For a Song: Stupid Cupid

I hate Valentine’s Day with a passion.

Every single year it’s just another reminder of how undesirable and unattractive I am to the opposite sex. Another stupid holiday that I only think is stupid because I always happen to be single come February 14.

I mean it just kind of sucks when you’re the only one out of a bunch of people without bouquets of three-day old roses and boxes of stale chocolates you can get at Long’s Drugs for $5.99. I’m pretty desperate for anything at this point and I know a bunch of other girls in the same exact situation are too. You could probably buy one of us anything though. I bet you could give us weight loss pills and we’d still think of it as a very thoughtful gift. And if not, I guess that just shows you how in-touch with my romantic/thoughtful-side I really am.

I don’t think I’ve ever really gotten a Valentine’s Day gift actually. Maybe in elementary school when the teachers made you give hologram Looney Toons valentines to the rest of the class, but, as everyone knows, those don’t exactly count.

Valentine’s Day usually just tends to make me very bitter. Like last year my friend and I spent our afternoon throwing candy hearts at people from her apartment window. One point for actual body contact, five for an “Ouch,” 10 for a “What the F&@%” and 20 for a head-shot.
The year before, the same friend and I joined the anti-Valentine’s Day coalition. We had plans to egg the Hallmark store, wear black and just be general romantic downers. Except it didn’t really end up working out since I think we were the only two members.

Yeah, I know, I’m pathetic.

But seriously, what is there to be chipper about on Valentine’s day?
I mean, really, what was so dreamy about this Saint Valentine guy anyway? Wasn’t he like a first century priest who was beaten to death with clubs and beheaded?

Uhm, well I don’t know about you, but that doesn’t sound very swoon-worthy to me.

But whatever, I’m fine with being bitter. Especially about something as dumb as Valentine’s Day. Who needs their ego stroked with presents and candy? I, for one, would prefer to regard February 14 as just another day on the calendar.

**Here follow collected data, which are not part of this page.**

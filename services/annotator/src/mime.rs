//! MIME type of an output granule, from its file name.

use std::path::Path;

pub fn get_mimetype(file_path: &Path) -> &'static str {
    let extension = file_path
        .extension()
        .and_then(|ext| ext.to_str())
        .map(str::to_lowercase)
        .unwrap_or_default();

    match extension.as_str() {
        "nc" | "nc4" => "application/x-netcdf",
        "h5" | "hdf5" | "he5" => "application/x-hdf5",
        "json" => "application/json",
        _ => "application/octet-stream",
    }
}
//! POSIX-style node path helpers.
//!
//! Paths are absolute, `/`-separated, and the root group is `/`.

use crate::error::{TreeError, TreeResult};

/// Path of the root group.
pub const ROOT: &str = "/";

/// Check that a path is absolute and has no empty segments.
pub fn validate(path: &str) -> TreeResult<()> {
    if path == ROOT {
        return Ok(());
    }
    if !path.starts_with('/') || path.ends_with('/') || path[1..].split('/').any(str::is_empty) {
        return Err(TreeError::InvalidPath(path.to_string()));
    }
    Ok(())
}

/// Split a path into its parent group path and basename.
///
/// The root splits into `("/", "")`.
pub fn split(path: &str) -> (&str, &str) {
    match path.rfind('/') {
        Some(0) => (ROOT, &path[1..]),
        Some(idx) => (&path[..idx], &path[idx + 1..]),
        None => (ROOT, path),
    }
}

/// Parent group path of a node.
pub fn parent(path: &str) -> &str {
    split(path).0
}

/// Basename of a node (empty for the root).
pub fn basename(path: &str) -> &str {
    split(path).1
}

/// Join a group path and a child name.
pub fn join(group: &str, name: &str) -> String {
    if group == ROOT {
        format!("/{}", name)
    } else {
        format!("{}/{}", group, name)
    }
}

/// Number of segments below the root (`/` is 0, `/a/b` is 2).
pub fn depth(path: &str) -> usize {
    path.split('/').filter(|segment| !segment.is_empty()).count()
}

/// The group itself followed by each ancestor up to the root.
pub fn ancestors(group: &str) -> Vec<&str> {
    let mut chain = vec![group];
    let mut current = group;
    while current != ROOT {
        current = parent(current);
        chain.push(current);
    }
    chain
}
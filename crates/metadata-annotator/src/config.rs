//! Override rule configuration.
//!
//! Rules are grouped by collection short name. Each rule pairs a path
//! pattern with the attribute edits to apply to every matching group or
//! variable:
//!
//! ```json
//! {
//!   "SPL3FTP": [
//!     {"pattern": "/Freeze_Thaw_Retrieval_Data_Global/x",
//!      "attributes": {"standard_name": "projection_x_coordinate", "comment": null}}
//!   ]
//! }
//! ```
//!
//! A `null` value deletes the attribute. Attribute names starting with
//! [`TEMPORARY_PREFIX`] carry engine configuration and are never written to
//! the output.

use std::collections::BTreeMap;
use std::path::Path;

use netcdf_tree::AttributeValue;
use serde::{Deserialize, Serialize};
use tracing::debug;

use crate::error::Result;
use crate::rules::RuleSet;

/// Prefix marking an attribute as temporary engine configuration.
pub const TEMPORARY_PREFIX: &str = "_*";

/// Names of the recognised temporary attributes.
pub mod temporary {
    /// Path of a variable holding the original row or column indices.
    pub const SUBSET_INDEX_REFERENCE: &str = "_*subset_index_reference";
    /// Start index strategy flag; see [`super::HISTORY_SUBSET_INDEX_RANGES`].
    pub const CORNER_POINT_OFFSETS: &str = "_*corner_point_offsets";
    /// Six GDAL-ordered geotransform coefficients on a grid mapping variable.
    pub const GEOTRANSFORM: &str = "_*geotransform";
    /// Numeric type of computed dimension values.
    pub const DIMENSION_VALUE_DTYPE: &str = "_*dimension_value_dtype";
    /// Grid mapping reference that is not written to the output.
    pub const GRID_MAPPING: &str = "_*grid_mapping";
}

/// `_*corner_point_offsets` value selecting the history provenance strategy.
pub const HISTORY_SUBSET_INDEX_RANGES: &str = "history_subset_index_ranges";

pub fn is_temporary(attribute_name: &str) -> bool {
    attribute_name.starts_with(TEMPORARY_PREFIX)
}

/// One configured attribute change.
#[derive(Debug, Clone, PartialEq, Serialize, Deserialize)]
#[serde(from = "Option<AttributeValue>", into = "Option<AttributeValue>")]
pub enum AttributeEdit {
    /// Set or overwrite the attribute.
    Set(AttributeValue),
    /// Remove the attribute if present.
    Delete,
}

impl From<Option<AttributeValue>> for AttributeEdit {
    fn from(value: Option<AttributeValue>) -> Self {
        match value {
            Some(value) => AttributeEdit::Set(value),
            None => AttributeEdit::Delete,
        }
    }
}

impl From<AttributeEdit> for Option<AttributeValue> {
    fn from(edit: AttributeEdit) -> Self {
        match edit {
            AttributeEdit::Set(value) => Some(value),
            AttributeEdit::Delete => None,
        }
    }
}

/// A path pattern and the attribute edits for every match.
#[derive(Debug, Clone, PartialEq, Serialize, Deserialize)]
pub struct OverrideRule {
    /// Regular expression matched against the whole node path.
    pub pattern: String,

    #[serde(default)]
    pub attributes: BTreeMap<String, AttributeEdit>,
}

impl OverrideRule {
    pub fn new(pattern: impl Into<String>) -> Self {
        Self {
            pattern: pattern.into(),
            attributes: BTreeMap::new(),
        }
    }

    /// Add an edit, builder style.
    pub fn with(mut self, attribute: &str, edit: AttributeEdit) -> Self {
        self.attributes.insert(attribute.to_string(), edit);
        self
    }
}

/// Rules for every configured collection.
#[derive(Debug, Clone, Default, PartialEq, Serialize, Deserialize)]
#[serde(transparent)]
pub struct RuleConfig {
    collections: BTreeMap<String, Vec<OverrideRule>>,
}

impl RuleConfig {
    /// Parse a JSON rule document.
    pub fn from_json(json: &str) -> Result<Self> {
        Ok(serde_json::from_str(json)?)
    }

    /// Load a JSON rule document from disk.
    pub fn from_file(path: &Path) -> Result<Self> {
        let contents = std::fs::read_to_string(path)?;
        let config = Self::from_json(&contents)?;
        debug!(
            path = %path.display(),
            collections = config.collections.len(),
            "Loaded override rules"
        );
        Ok(config)
    }

    /// Add rules for a collection, appending to any already configured.
    pub fn insert(&mut self, short_name: &str, rules: Vec<OverrideRule>) {
        self.collections
            .entry(short_name.to_string())
            .or_default()
            .extend(rules);
    }

    pub fn collections(&self) -> impl Iterator<Item = &str> {
        self.collections.keys().map(String::as_str)
    }

    /// Rules configured for one collection, in configuration order.
    pub fn rules_for(&self, short_name: &str) -> &[OverrideRule] {
        self.collections
            .get(short_name)
            .map(Vec::as_slice)
            .unwrap_or_default()
    }

    /// Compile the live rule set for a collection.
    pub fn rule_set(&self, short_name: &str) -> Result<RuleSet> {
        RuleSet::compile(self.rules_for(short_name))
    }
}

And hey, who knows? Maybe it’s a blessing in disguise that no one seems to like me at all. Maybe I’m better off being an independent, strong woman who doesn’t need a man! Maybe it’s a good thing that I don’t turn into some romantic moron pining after anything (and everything) that moves.

Or maybe I’m secretly hoping someone really will buy me something this year, just so I don’t have to buy myself a card and sign it “Your Secret Admirer”… again.